Like other works of God, this school runs on faith that works by love. It is a small school with only six students and a handful of staff members who have taken up the challenge to impart the life and love of Christ to students and their families five days a week, eight plus hours a day. Remember in Luke 8:46 when the woman with the issue of blood touched the hem of Jesus' garment and He said, "Virtue has gone out of me?" As a teacher, virtue is going out of you all day long to the students, and the prince and power of the air is always trying to wring you out, to leave you virtueless, relying on your own strength and resorting to the energies of the natural man. It is a spiritually as well as a physically demanding job to be a teacher in a Christian school. Please pray for God's power to strengthen and encourage our school staff members in China.

As for me, the pulpit and the Bible college ministry here in Seoul are back on my plate again.
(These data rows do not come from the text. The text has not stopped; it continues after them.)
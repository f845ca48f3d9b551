//! API Explorer marginfi - comptes, banks, pools arena
//! Serveur HTTP lecture seule adossé au RPC Solana

use anyhow::Result;
use clap::{Parser, Subcommand};
use std::sync::Arc;

mod arena;
mod birdeye;
mod client;
mod config;
mod error;
mod metadata;
mod oracle;
mod points;
mod position;
mod server;
mod state;
mod types;
mod valuation;

use config::AppConfig;
use server::AppState;

#[derive(Parser)]
#[command(name = "explorer-api")]
#[command(about = "🔭 API Explorer marginfi - comptes, banks, arena")]
#[command(version = "1.0.0")]
struct Cli {
    #[command(subcommand)]
    command: Option<Commands>,
}

#[derive(Subcommand)]
enum Commands {
    /// 🚀 Démarre le serveur HTTP
    Serve {
        #[arg(long, short)]
        port: Option<u16>,
    },
    /// 🧪 Test configuration + RPC
    Check,
    /// ⚙️ Affiche la config
    Config,
}

#[tokio::main]
async fn main() -> Result<()> {
    env_logger::Builder::from_env(
        env_logger::Env::default().default_filter_or("info")
    ).format_timestamp_secs().init();

    print_banner();

    let cli = Cli::parse();

    match cli.command {
        Some(Commands::Serve { port }) => serve(port).await,
        Some(Commands::Check) => check().await,
        Some(Commands::Config) => show_config().await,
        None => serve(None).await,
    }
}

fn print_banner() {
    println!(r#"
╔═══════════════════════════════════════════════════════════════╗
║                                                               ║
║   🔭 MARGINFI EXPLORER API v1.0                              ║
║   ━━━━━━━━━━━━━━━━━━━━━━━━━━━━━━━━━━━━━━━━━━━━━━━━━━━━━━━━━  ║
║   Comptes • Banks • Arena • Points                           ║
║   Lecture seule - aucune transaction signée                  ║
║                                                               ║
╚═══════════════════════════════════════════════════════════════╝
"#);
}

async fn serve(port_override: Option<u16>) -> Result<()> {
    log::info!("🚀 Démarrage...");

    let mut config = AppConfig::load()?;
    if let Some(port) = port_override {
        config.port = port;
    }
    config.display_safe();

    let state = Arc::new(AppState::new(config));
    server::serve(state).await
}

async fn check() -> Result<()> {
    log::info!("🧪 Test configuration...");

    let config = AppConfig::load()?;
    log::info!("✅ Config chargée");

    let state = AppState::new(config);
    state.rpc.get_health().await?;
    log::info!("✅ RPC: {}", state.config.get_rpc_url());

    log::info!("═══════════════════════════════════════");
    log::info!("   ✅ TOUS LES TESTS OK!");
    log::info!("═══════════════════════════════════════");

    Ok(())
}

async fn show_config() -> Result<()> {
    let config = AppConfig::load()?;
    config.display_safe();
    Ok(())
}
//! Classification des positions arena (long/short/lp/none) et sizing
//! Fonction pure: balances converties + pool deux-banks en entrée

use crate::types::{ArenaPool, Balance, PositionDetails, PositionStatus};

/// Epsilon du calcul de levier, placé volontairement au DÉNOMINATEUR
/// (pas au numérateur ni sur le quotient): seule cette position évite la
/// division par zéro quand depositValue == borrowValue. Comportement à la
/// frontière pinné par les tests.
pub const LEVERAGE_EPSILON: f64 = 1e-10;

fn find_balance<'a>(balances: &'a [Balance], bank_address: &str) -> Option<&'a Balance> {
    balances.iter().find(|b| b.bank_address == bank_address)
}

/// Classifie l'exposition nette d'un compte sur un pool base/quote.
/// Totale: toute paire (balances, pool) tombe dans exactement un statut.
pub fn position_status(balances: &[Balance], pool: &ArenaPool) -> PositionStatus {
    let base = find_balance(balances, &pool.base_bank.address);
    let quote = find_balance(balances, &pool.quote_bank.address);

    if base.is_none() && quote.is_none() {
        return PositionStatus::None;
    }

    // Côté absent = exposition nulle
    let (base_assets, base_liabilities) = base
        .map(|b| (b.assets, b.liabilities))
        .unwrap_or((0.0, 0.0));
    let (quote_assets, quote_liabilities) = quote
        .map(|b| (b.assets, b.liabilities))
        .unwrap_or((0.0, 0.0));

    if (base_assets > 0.0 || quote_assets > 0.0)
        && base_liabilities == 0.0
        && quote_liabilities == 0.0
    {
        return PositionStatus::Lp;
    }
    if base_assets > 0.0 {
        return PositionStatus::Long;
    }
    if base_liabilities > 0.0 {
        return PositionStatus::Short;
    }
    PositionStatus::None
}

/// Dérive le détail complet d'une position: statut, taille, levier
pub fn position_details(balances: &[Balance], pool: &ArenaPool) -> PositionDetails {
    let status = position_status(balances, pool);
    let base = find_balance(balances, &pool.base_bank.address);
    let quote = find_balance(balances, &pool.quote_bank.address);

    let (deposit_value, borrow_value, deposit_size) = match status {
        PositionStatus::Short => (
            quote.map(|b| b.assets_usd).unwrap_or(0.0),
            base.map(|b| b.liabilities_usd).unwrap_or(0.0),
            quote.map(|b| b.assets).unwrap_or(0.0),
        ),
        PositionStatus::Long => (
            base.map(|b| b.assets_usd).unwrap_or(0.0),
            quote.map(|b| b.liabilities_usd).unwrap_or(0.0),
            base.map(|b| b.assets).unwrap_or(0.0),
        ),
        PositionStatus::Lp | PositionStatus::None => (0.0, 0.0, 0.0),
    };

    let leverage = round4(deposit_value / (deposit_value - borrow_value + LEVERAGE_EPSILON));

    PositionDetails {
        status,
        total_usd_value: deposit_value - borrow_value,
        position_size_usd: deposit_value,
        position_size_token: deposit_size,
        leverage,
    }
}

fn round4(value: f64) -> f64 {
    (value * 10_000.0).round() / 10_000.0
}

#[cfg(test)]
mod tests {
    use super::*;
    use crate::types::{ArenaBank, ArenaBankDetails, ArenaMint};

    fn arena_bank(address: &str) -> ArenaBank {
        ArenaBank {
            address: address.to_string(),
            group: "group".to_string(),
            mint: ArenaMint {
                address: format!("{}-mint", address),
                decimals: 6,
                name: Some("Token".to_string()),
                symbol: Some("TKN".to_string()),
                token_program: String::new(),
            },
            details: ArenaBankDetails::default(),
        }
    }

    fn pool() -> ArenaPool {
        ArenaPool {
            group: "group".to_string(),
            base_bank: arena_bank("base"),
            quote_bank: arena_bank("quote"),
            lookup_tables: vec![],
            featured: false,
            created_at: String::new(),
            created_by: String::new(),
        }
    }

    fn bal(bank: &str, assets: f64, liabilities: f64, assets_usd: f64, liabilities_usd: f64) -> Balance {
        Balance {
            assets,
            liabilities,
            assets_usd,
            liabilities_usd,
            bank_address: bank.to_string(),
            bank_metadata: None,
        }
    }

    #[test]
    fn test_no_balances_is_none() {
        let details = position_details(&[], &pool());
        assert_eq!(details.status, PositionStatus::None);
        assert_eq!(details.position_size_usd, 0.0);
        assert_eq!(details.leverage, 0.0);
    }

    #[test]
    fn test_lp_when_assets_without_borrow_leg() {
        let balances = vec![
            bal("base", 10.0, 0.0, 100.0, 0.0),
            bal("quote", 50.0, 0.0, 50.0, 0.0),
        ];
        assert_eq!(position_status(&balances, &pool()), PositionStatus::Lp);

        // un seul côté déposé reste du lp
        let balances = vec![bal("quote", 50.0, 0.0, 50.0, 0.0)];
        assert_eq!(position_status(&balances, &pool()), PositionStatus::Lp);
    }

    #[test]
    fn test_long_sizing_and_leverage() {
        let balances = vec![
            bal("base", 100.0, 0.0, 1000.0, 0.0),
            bal("quote", 0.0, 500.0, 0.0, 500.0),
        ];
        let details = position_details(&balances, &pool());

        assert_eq!(details.status, PositionStatus::Long);
        assert_eq!(details.position_size_usd, 1000.0);
        assert_eq!(details.position_size_token, 100.0);
        assert_eq!(details.total_usd_value, 500.0);
        // depositValue 1000, borrowValue 500 => levier 2.0 arrondi à 4 décimales
        assert_eq!(details.leverage, 2.0);
    }

    #[test]
    fn test_short_sizing() {
        let balances = vec![
            bal("base", 0.0, 10.0, 0.0, 300.0),
            bal("quote", 900.0, 0.0, 900.0, 0.0),
        ];
        let details = position_details(&balances, &pool());

        assert_eq!(details.status, PositionStatus::Short);
        assert_eq!(details.position_size_usd, 900.0);
        assert_eq!(details.position_size_token, 900.0);
        assert_eq!(details.total_usd_value, 600.0);
        assert_eq!(details.leverage, 1.5);
    }

    #[test]
    fn test_leverage_epsilon_boundary() {
        // depositValue == borrowValue: l'epsilon évite la division par zéro
        let balances = vec![
            bal("base", 100.0, 0.0, 1000.0, 0.0),
            bal("quote", 0.0, 1000.0, 0.0, 1000.0),
        ];
        let details = position_details(&balances, &pool());

        assert_eq!(details.status, PositionStatus::Long);
        assert!(details.leverage.is_finite());
        assert_eq!(details.leverage, round4(1000.0 / LEVERAGE_EPSILON));
    }

    #[test]
    fn test_classification_total() {
        let pool = pool();
        let cases: Vec<Vec<Balance>> = vec![
            vec![],
            vec![bal("base", 1.0, 0.0, 1.0, 0.0)],
            vec![bal("base", 0.0, 1.0, 0.0, 1.0)],
            vec![bal("quote", 1.0, 0.0, 1.0, 0.0)],
            vec![bal("quote", 0.0, 1.0, 0.0, 1.0)],
            vec![bal("base", 0.0, 0.0, 0.0, 0.0), bal("quote", 0.0, 0.0, 0.0, 0.0)],
            vec![bal("autre", 5.0, 0.0, 5.0, 0.0)],
        ];

        for balances in &cases {
            // chaque paire tombe dans exactement un des quatre statuts
            let status = position_status(balances, &pool);
            assert!(matches!(
                status,
                PositionStatus::Long
                    | PositionStatus::Short
                    | PositionStatus::Lp
                    | PositionStatus::None
            ));
        }
    }

    #[test]
    fn test_quote_borrow_only_is_none() {
        // liabilities côté quote uniquement: ni long ni short
        let balances = vec![bal("quote", 0.0, 10.0, 0.0, 10.0)];
        assert_eq!(position_status(&balances, &pool()), PositionStatus::None);
    }
}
Pastor DeVries leaves tomorrow for two months in America with his wife and family members. He will be teaching a Bible college via Skype here two days a week starting September 28. I start teaching my class on the 26th. The English Bible Study at the Sanggye Paik Hospital in Junggye will continue on Wednesdays and the English Bible Class will resume on Fridays after the Chuseok holidays next week. I hope to be able to edify the teachers at KONIS in Pyeongchang-dong soon too on a Monday afternoon. Someday, perhaps there will be a Greater Grace school here in Korea. You can pray for that too, if God puts it on your heart.

Unfortunately for you, I cannot post the many pictures of the staff and students that I took while in China for the sake of protecting our school. I do have a photo of any empty classroom you can see to help you visualize as you pray:
This was taken before the teacher arrived and decorated the room to make it warm and welcoming.

The only other pictures I have worth showing are from the English Bible Study group's party of our president, Dr. Chung who celebrated his 60th birthday and of an interesting chair I discovered "growing" in our neighborhood last week.
Dr. Chung is wearing the blue tie in the center.